▶ [Material for the task]:
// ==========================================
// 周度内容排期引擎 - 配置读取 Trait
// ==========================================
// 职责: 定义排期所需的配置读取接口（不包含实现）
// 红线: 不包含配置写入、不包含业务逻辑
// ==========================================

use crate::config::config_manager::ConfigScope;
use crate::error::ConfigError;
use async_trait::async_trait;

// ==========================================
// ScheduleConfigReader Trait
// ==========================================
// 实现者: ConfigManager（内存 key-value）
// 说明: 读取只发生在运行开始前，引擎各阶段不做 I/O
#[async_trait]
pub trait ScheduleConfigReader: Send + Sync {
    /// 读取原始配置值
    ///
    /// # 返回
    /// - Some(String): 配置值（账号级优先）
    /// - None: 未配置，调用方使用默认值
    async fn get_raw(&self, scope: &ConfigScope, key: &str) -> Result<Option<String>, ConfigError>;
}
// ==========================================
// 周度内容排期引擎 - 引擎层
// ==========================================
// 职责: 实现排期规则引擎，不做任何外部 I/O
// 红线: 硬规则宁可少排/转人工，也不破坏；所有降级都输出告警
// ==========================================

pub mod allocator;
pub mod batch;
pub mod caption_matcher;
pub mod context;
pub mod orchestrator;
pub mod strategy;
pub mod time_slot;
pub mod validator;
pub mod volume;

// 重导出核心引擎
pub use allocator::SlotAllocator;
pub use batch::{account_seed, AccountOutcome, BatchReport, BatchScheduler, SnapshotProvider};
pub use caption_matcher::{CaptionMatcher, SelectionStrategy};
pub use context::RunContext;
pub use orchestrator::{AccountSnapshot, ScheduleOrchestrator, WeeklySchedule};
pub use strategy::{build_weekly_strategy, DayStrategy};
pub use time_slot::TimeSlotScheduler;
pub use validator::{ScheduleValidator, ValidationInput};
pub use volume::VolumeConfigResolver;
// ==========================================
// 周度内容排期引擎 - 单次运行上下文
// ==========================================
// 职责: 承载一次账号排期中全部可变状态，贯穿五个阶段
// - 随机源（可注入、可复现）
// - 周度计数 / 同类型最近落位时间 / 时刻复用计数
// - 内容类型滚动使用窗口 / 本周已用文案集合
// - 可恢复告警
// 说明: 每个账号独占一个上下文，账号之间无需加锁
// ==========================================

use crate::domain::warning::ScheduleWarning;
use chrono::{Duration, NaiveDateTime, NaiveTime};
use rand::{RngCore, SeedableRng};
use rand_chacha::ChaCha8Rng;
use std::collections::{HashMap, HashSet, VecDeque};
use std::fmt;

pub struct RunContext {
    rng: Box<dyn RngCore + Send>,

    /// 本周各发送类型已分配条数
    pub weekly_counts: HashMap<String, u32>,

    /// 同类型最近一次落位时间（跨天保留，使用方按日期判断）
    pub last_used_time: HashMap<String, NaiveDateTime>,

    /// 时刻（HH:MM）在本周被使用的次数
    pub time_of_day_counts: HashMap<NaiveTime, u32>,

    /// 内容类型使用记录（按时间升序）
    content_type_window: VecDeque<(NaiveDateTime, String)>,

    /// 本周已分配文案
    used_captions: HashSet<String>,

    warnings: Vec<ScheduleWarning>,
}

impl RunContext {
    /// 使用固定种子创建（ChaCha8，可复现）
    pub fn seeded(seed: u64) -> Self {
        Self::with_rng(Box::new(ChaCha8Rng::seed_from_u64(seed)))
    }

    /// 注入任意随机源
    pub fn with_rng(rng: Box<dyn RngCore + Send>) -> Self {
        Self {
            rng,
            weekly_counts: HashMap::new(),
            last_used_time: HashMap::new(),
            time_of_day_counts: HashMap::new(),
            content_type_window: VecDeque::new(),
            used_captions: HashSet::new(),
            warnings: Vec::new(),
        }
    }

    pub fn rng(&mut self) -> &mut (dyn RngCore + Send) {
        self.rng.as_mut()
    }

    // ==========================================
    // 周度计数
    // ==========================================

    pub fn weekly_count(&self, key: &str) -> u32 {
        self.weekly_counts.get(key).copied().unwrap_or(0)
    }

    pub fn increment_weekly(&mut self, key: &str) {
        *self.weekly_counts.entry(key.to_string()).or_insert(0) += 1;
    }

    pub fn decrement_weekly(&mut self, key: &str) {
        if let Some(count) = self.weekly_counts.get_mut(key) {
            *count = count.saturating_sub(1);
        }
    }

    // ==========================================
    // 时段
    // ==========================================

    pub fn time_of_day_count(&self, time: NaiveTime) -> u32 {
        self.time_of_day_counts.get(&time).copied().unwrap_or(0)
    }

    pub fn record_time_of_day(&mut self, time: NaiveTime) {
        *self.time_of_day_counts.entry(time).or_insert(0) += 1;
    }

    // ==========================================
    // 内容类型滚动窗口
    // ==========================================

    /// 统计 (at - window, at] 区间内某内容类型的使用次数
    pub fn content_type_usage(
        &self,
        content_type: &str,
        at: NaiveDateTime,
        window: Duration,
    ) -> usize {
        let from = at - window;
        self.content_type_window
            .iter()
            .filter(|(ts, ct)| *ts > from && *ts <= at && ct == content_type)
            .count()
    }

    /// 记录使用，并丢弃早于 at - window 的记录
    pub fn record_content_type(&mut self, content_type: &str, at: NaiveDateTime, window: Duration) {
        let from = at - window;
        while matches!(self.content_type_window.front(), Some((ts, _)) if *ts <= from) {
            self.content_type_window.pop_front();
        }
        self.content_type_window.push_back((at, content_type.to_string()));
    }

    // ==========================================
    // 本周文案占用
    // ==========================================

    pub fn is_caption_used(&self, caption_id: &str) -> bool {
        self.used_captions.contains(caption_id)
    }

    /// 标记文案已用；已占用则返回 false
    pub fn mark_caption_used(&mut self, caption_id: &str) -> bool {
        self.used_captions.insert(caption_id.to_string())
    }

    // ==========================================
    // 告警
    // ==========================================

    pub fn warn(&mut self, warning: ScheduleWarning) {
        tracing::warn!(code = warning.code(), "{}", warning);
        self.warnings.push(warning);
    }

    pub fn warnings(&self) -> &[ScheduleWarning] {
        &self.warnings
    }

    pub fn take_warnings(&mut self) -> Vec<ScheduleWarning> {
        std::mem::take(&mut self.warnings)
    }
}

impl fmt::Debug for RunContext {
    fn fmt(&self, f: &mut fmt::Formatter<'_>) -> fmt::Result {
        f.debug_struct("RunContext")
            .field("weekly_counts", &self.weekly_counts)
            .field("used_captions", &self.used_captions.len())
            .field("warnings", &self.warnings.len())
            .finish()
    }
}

* * *

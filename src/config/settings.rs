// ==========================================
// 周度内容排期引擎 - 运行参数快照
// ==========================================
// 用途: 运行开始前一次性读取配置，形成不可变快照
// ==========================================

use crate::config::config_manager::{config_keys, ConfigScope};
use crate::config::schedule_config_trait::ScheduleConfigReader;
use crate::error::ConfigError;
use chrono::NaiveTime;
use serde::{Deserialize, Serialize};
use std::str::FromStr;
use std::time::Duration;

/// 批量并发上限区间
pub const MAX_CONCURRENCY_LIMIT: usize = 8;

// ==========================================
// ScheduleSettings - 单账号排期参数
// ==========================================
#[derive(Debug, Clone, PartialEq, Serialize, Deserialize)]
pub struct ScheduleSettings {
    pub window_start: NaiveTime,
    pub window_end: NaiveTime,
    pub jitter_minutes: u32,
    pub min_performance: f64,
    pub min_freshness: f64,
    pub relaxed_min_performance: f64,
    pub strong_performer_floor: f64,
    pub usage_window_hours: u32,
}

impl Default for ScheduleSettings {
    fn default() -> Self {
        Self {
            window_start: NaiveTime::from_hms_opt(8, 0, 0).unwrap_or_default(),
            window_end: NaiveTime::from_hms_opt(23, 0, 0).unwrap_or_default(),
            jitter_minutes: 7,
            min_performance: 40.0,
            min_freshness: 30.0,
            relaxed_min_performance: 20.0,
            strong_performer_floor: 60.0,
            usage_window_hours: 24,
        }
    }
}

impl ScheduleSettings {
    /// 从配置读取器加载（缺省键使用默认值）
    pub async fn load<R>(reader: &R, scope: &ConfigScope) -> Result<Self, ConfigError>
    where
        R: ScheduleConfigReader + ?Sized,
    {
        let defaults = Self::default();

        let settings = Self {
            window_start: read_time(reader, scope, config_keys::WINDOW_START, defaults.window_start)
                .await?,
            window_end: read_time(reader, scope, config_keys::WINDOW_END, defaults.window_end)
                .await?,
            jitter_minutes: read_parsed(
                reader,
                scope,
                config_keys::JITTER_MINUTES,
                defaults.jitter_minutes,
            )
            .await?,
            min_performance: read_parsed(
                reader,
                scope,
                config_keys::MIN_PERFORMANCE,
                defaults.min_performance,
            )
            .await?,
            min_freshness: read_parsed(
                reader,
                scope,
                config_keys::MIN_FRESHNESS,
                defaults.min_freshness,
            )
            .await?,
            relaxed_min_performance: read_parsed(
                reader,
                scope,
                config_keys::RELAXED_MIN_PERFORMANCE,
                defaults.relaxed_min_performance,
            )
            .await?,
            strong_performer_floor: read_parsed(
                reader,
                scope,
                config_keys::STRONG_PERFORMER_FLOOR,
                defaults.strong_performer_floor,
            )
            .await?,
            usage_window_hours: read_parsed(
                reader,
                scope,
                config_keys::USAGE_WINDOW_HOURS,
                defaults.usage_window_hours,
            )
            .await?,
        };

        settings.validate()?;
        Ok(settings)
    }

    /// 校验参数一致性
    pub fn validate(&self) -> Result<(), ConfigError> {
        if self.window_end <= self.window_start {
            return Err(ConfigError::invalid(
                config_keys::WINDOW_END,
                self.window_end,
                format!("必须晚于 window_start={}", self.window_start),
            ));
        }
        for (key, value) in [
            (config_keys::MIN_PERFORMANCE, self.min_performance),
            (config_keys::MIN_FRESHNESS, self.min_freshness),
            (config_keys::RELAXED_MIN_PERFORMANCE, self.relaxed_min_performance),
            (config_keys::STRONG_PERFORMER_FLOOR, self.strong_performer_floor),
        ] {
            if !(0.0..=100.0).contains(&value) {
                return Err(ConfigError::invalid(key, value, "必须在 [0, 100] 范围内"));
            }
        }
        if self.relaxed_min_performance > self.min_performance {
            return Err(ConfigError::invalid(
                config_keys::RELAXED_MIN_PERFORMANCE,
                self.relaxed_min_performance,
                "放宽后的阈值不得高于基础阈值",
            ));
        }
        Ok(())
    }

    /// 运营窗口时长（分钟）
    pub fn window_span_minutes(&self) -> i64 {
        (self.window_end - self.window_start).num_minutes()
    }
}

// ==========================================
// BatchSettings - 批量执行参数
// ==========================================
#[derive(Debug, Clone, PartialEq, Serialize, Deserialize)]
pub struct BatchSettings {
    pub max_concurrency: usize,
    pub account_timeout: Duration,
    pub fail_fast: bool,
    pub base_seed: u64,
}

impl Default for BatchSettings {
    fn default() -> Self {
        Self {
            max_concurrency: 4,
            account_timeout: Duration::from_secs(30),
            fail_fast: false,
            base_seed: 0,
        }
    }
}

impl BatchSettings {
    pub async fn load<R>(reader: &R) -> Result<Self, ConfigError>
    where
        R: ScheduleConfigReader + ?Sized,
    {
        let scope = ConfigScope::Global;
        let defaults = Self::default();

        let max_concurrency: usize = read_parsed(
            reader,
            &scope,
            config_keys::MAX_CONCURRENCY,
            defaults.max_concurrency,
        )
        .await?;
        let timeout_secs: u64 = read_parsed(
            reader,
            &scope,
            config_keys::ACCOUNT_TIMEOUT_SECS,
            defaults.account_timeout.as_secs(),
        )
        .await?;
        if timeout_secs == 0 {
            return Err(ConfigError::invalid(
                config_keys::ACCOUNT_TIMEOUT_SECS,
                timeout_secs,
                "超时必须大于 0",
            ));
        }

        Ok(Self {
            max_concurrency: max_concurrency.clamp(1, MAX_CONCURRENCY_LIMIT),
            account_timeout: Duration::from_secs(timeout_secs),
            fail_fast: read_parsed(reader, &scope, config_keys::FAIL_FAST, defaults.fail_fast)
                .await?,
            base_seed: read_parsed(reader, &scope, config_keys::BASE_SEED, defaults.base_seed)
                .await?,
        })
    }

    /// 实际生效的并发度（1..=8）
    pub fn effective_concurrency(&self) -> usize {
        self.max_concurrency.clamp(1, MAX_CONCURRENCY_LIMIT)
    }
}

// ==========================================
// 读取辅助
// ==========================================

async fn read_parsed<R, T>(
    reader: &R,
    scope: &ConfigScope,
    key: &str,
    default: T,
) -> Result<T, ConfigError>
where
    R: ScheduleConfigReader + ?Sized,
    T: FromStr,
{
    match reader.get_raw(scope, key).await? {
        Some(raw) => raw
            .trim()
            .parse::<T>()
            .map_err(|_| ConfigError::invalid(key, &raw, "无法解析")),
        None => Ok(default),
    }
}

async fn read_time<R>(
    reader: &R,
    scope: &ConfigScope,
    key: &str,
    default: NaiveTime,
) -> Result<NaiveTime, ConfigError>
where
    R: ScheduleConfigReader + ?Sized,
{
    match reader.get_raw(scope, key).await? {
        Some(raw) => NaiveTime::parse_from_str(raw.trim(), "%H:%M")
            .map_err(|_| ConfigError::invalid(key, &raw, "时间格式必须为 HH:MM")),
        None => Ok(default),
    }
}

==

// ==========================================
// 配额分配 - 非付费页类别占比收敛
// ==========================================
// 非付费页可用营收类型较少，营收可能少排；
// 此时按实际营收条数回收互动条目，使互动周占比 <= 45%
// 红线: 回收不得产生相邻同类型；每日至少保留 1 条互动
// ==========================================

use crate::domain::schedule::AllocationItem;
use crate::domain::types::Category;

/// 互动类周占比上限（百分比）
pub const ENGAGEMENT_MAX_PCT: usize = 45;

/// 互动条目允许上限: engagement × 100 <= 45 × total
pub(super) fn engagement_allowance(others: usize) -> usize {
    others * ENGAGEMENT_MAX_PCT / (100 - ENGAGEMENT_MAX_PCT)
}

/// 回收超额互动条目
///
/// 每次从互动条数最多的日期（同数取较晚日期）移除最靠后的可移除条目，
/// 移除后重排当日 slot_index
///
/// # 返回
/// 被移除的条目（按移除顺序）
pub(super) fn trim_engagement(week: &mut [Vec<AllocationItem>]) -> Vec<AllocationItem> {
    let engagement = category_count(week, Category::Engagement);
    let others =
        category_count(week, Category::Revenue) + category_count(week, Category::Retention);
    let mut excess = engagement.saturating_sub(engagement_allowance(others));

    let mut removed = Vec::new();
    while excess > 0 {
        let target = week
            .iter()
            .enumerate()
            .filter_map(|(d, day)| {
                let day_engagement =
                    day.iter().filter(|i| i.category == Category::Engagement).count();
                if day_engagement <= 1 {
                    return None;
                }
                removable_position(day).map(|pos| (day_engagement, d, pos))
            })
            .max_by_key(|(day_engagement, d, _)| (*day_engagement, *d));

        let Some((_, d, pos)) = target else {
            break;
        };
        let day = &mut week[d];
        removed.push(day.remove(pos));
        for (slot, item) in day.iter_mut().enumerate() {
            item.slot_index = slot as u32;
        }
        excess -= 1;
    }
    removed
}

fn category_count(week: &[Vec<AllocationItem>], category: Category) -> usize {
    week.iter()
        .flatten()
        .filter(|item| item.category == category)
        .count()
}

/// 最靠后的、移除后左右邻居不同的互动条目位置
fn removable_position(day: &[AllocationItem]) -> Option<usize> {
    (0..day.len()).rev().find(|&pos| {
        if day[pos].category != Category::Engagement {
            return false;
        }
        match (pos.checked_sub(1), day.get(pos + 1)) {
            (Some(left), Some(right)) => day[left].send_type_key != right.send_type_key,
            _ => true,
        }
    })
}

▶ [What you are asked to do]: Within the listing, count the lines that contain the word "bool", and give the count by itself.

▶ [Output for this task]: 3